The one garden built by two different people in two different eras
Taking into consideration the many historically significant cultural assets and structures from over a thousand years ago, Isuien Park, which was built in the 17th century, may be thought of as being a more recent property.
With Mt. Wakakusa in the background, the park is a soothing world with features such as the pond and hills delicately positioned and the old teahouse that was moved there. After thoroughly enjoying the World Heritage cultural properties and gaining some tranquility, you will most likely treasure the time that you spend at Isuien Park. One feature at the traditional Japanese garden that is Isuien is that you are able to enjoy the front garden and rear garden that were built by two different people in two different eras.

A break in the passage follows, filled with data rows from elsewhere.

//! # workforce-service
//!
//! Business logic service layer for Workforce. Each service orchestrates
//! repositories and auth primitives to implement one application use case
//! family, and receives the caller as an explicit [`RequestContext`].
//!
//! Services follow constructor injection: all dependencies are provided
//! at construction time via `Arc` references.

pub mod auth;
pub mod context;
pub mod department;
pub mod employee;
pub mod leave;
pub mod salary;
pub mod setting;

#[cfg(test)]
pub(crate) mod testing;

pub use auth::{AuthService, LoginResult};
pub use context::RequestContext;
pub use department::DepartmentService;
pub use employee::{EmployeeDirectory, NewEmployee};
pub use leave::{LeaveQuery, LeaveService, NewLeave};
pub use salary::{NewSalary, SalaryService};
pub use setting::SettingService;
//! RBAC enforcement: does a role belong to the set allowed for an operation.

use workforce_core::error::AppError;
use workforce_entity::account::Role;

/// Enforces role membership for gated operations.
#[derive(Debug, Clone, Copy, Default)]
pub struct RbacEnforcer;

impl RbacEnforcer {
    /// Creates a new enforcer.
    pub fn new() -> Self {
        Self
    }

    /// Allows the call only if `role` is one of `allowed`.
    pub fn require_role(&self, role: Role, allowed: &[Role]) -> Result<(), AppError> {
        if allowed.contains(&role) {
            Ok(())
        } else {
            Err(AppError::forbidden(format!(
                "Role '{role}' is not permitted to perform this action"
            )))
        }
    }

    /// Allows the call only for admins.
    pub fn require_admin(&self, role: Role) -> Result<(), AppError> {
        self.require_role(role, &[Role::Admin])
    }
}

#[cfg(test)]
mod tests {
    use super::*;
    use workforce_core::ErrorKind;

    #[test]
    fn test_admin_gate() {
        let rbac = RbacEnforcer::new();
        assert!(rbac.require_admin(Role::Admin).is_ok());
        let err = rbac.require_admin(Role::Employee).unwrap_err();
        assert_eq!(err.kind, ErrorKind::Forbidden);
    }

    #[test]
    fn test_role_set() {
        let rbac = RbacEnforcer::new();
        assert!(
            rbac.require_role(Role::Employee, &[Role::Admin, Role::Employee])
                .is_ok()
        );
        assert!(rbac.require_role(Role::Employee, &[]).is_err());
    }
}
//! Application configuration schemas.
//!
//! All configuration structs are deserialized from TOML files via the
//! `config` crate. Each sub-module represents a logical configuration
//! section.

pub mod app;
pub mod auth;
pub mod database;
pub mod logging;

use serde::{Deserialize, Serialize};

pub use self::app::{CorsConfig, ServerConfig};
pub use self::auth::{Argon2Config, AuthConfig};
pub use self::database::{DatabaseConfig, DatabaseProvider};
pub use self::logging::LoggingConfig;

use crate::error::AppError;

/// Name of the environment variable selecting the configuration overlay.
pub const ENV_VAR: &str = "WORKFORCE_ENV";

/// Root application configuration.
///
/// Top-level deserialization target for the merged configuration
/// (default.toml + environment overlay + `WORKFORCE__*` variables).
#[derive(Debug, Clone, Default, Serialize, Deserialize)]
pub struct AppConfig {
    /// HTTP server settings.
    #[serde(default)]
    pub server: ServerConfig,
    /// Database connection settings.
    #[serde(default)]
    pub database: DatabaseConfig,
    /// Authentication settings.
    #[serde(default)]
    pub auth: AuthConfig,
    /// Logging settings.
    #[serde(default)]
    pub logging: LoggingConfig,
}

impl AppConfig {
    /// Load configuration from TOML files.
    ///
    /// Merges `config/default.toml` with `config/{env}.toml` and environment
    /// variables prefixed with `WORKFORCE__` (e.g. `WORKFORCE__AUTH__JWT_SECRET`).
    pub fn load(env: &str) -> Result<Self, AppError> {
        Self::load_from("config", env)
    }

    /// Load configuration from an explicit directory.
    pub fn load_from(dir: &str, env: &str) -> Result<Self, AppError> {
        let config = config::Config::builder()
            .add_source(config::File::with_name(&format!("{dir}/default")).required(false))
            .add_source(config::File::with_name(&format!("{dir}/{env}")).required(false))
            .add_source(
                config::Environment::with_prefix("WORKFORCE")
                    .prefix_separator("__")
                    .separator("__")
                    .try_parsing(true),
            )
            .build()
            .map_err(|e| AppError::configuration(format!("Failed to build config: {e}")))?;

        let loaded: Self = config
            .try_deserialize()
            .map_err(|e| AppError::configuration(format!("Failed to deserialize config: {e}")))?;
        loaded.validate()?;
        Ok(loaded)
    }

    /// Reject settings that would leave the server in an unusable state.
    pub fn validate(&self) -> Result<(), AppError> {
        if self.auth.jwt_secret.trim().is_empty() {
            return Err(AppError::configuration("auth.jwt_secret must not be empty"));
        }
        if self.auth.access_token_ttl_minutes == 0 {
            return Err(AppError::configuration(
                "auth.access_token_ttl_minutes must be positive",
            ));
        }
        if self.database.provider == DatabaseProvider::Postgres && self.database.url.is_empty() {
            return Err(AppError::configuration(
                "database.url is required when database.provider = \"postgres\"",
            ));
        }
        Ok(())
    }

    /// Resolve the active environment name from `WORKFORCE_ENV`.
    pub fn active_env() -> String {
        std::env::var(ENV_VAR).unwrap_or_else(|_| "development".to_string())
    }
}
//! Server and CORS configuration.

use serde::{Deserialize, Serialize};

/// HTTP server configuration.
#[derive(Debug, Clone, Serialize, Deserialize)]
pub struct ServerConfig {
    /// Bind address.
    #[serde(default = "default_host")]
    pub host: String,
    /// Bind port.
    #[serde(default = "default_port")]
    pub port: u16,
    /// Request timeout in seconds.
    #[serde(default = "default_request_timeout")]
    pub request_timeout_seconds: u64,
    /// Maximum accepted request body in bytes.
    #[serde(default = "default_body_limit")]
    pub body_limit_bytes: usize,
    /// CORS configuration.
    #[serde(default)]
    pub cors: CorsConfig,
}

impl ServerConfig {
    /// `host:port` string suitable for `TcpListener::bind`.
    pub fn bind_address(&self) -> String {
        format!("{}:{}", self.host, self.port)
    }
}

impl Default for ServerConfig {
    fn default() -> Self {
        Self {
            host: default_host(),
            port: default_port(),
            request_timeout_seconds: default_request_timeout(),
            body_limit_bytes: default_body_limit(),
            cors: CorsConfig::default(),
        }
    }
}

/// CORS (Cross-Origin Resource Sharing) configuration.
#[derive(Debug, Clone, Serialize, Deserialize)]
pub struct CorsConfig {
    /// Allowed origins (use `["*"]` for development only).
    #[serde(default = "default_allowed_origins")]
    pub allowed_origins: Vec<String>,
    /// Allowed HTTP methods.
    #[serde(default = "default_allowed_methods")]
    pub allowed_methods: Vec<String>,
    /// Max age for preflight cache in seconds.
    #[serde(default = "default_max_age")]
    pub max_age_seconds: u64,
}

impl Default for CorsConfig {
    fn default() -> Self {
        Self {
            allowed_origins: default_allowed_origins(),
            allowed_methods: default_allowed_methods(),
            max_age_seconds: default_max_age(),
        }
    }
}

fn default_host() -> String {
    "0.0.0.0".to_string()
}

fn default_port() -> u16 {
    8080
}

fn default_request_timeout() -> u64 {
    30
}

fn default_body_limit() -> usize {
    1024 * 1024
}

fn default_allowed_origins() -> Vec<String> {
    vec!["*".to_string()]
}

fn default_allowed_methods() -> Vec<String> {
    ["GET", "POST", "PUT", "DELETE", "OPTIONS"]
        .iter()
        .map(|m| m.to_string())
        .collect()
}

fn default_max_age() -> u64 {
    3600
}
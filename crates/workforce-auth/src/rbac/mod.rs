//! Role-based access checks.

pub mod enforcer;

pub use enforcer::RbacEnforcer;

The front garden that spreads out at the entrance of the garden proper was constructed in the early Edo Era in 1670 by Michikiyo Kiyosumi, a tanner from Nara. A thatched-roof house known as Sanshuu-tei was placed by the pond there as a place to enjoy sencha tea (a lighter tea than matcha). At the pond, stones representing a crane and tortoise, symbols of longevity, have been placed as small islands, and with the inclusion of stone lanterns, there is a feeling of an Edo Era garden. Currently, Sanshuu-tei has become a restaurant where you can enjoy a meal while viewing the garden.
The rear garden was constructed during the Meiji Era (around the late 19th century) by businessman Tojiro Seki as a place to enjoy the tea ceremony and poetry readings. It was built around a pond using the technique of shakkei (borrowed landscape) to bring alive the nature of Mt. Wakakusa and Mt. Kasuga in the background along with Nandaimon Gate of Todai-ji Temple and some man-made hills. The freely spreading landscape was deliberately and skillfully constructed as a scene to completely fill your eyes right up to the reflection on the pond’s surface. The sound and sensation of the waterfall built at the back of the pond are also wonderful, and the whole garden is something to enjoy the changing impressions of the scenery as you walk through it. Isuien Park is just that refined place for that serenity and peace of mind.
Also, the 3 teahouses that are placed to link the two gardens are also splendid. Hyoshin-tei is good to stop by for that breather as you sip on matcha tea while viewing the garden.
The two gardens were bought by Junsaku Nakamura, who had made his success in the shipping industry, and put them together to form Isuien Park. Nakamura was also famed as a collector of ancient art, and within the park grounds, he established Neiraku Museum where an East Asian collection of ancient art is on display thanks to 3 generations of the Nakamura family.
Please come and visit Isuien Park in Nara, itself a city full of places to see. It’s good to visit during that tour of World Heritage sites and catch your breath.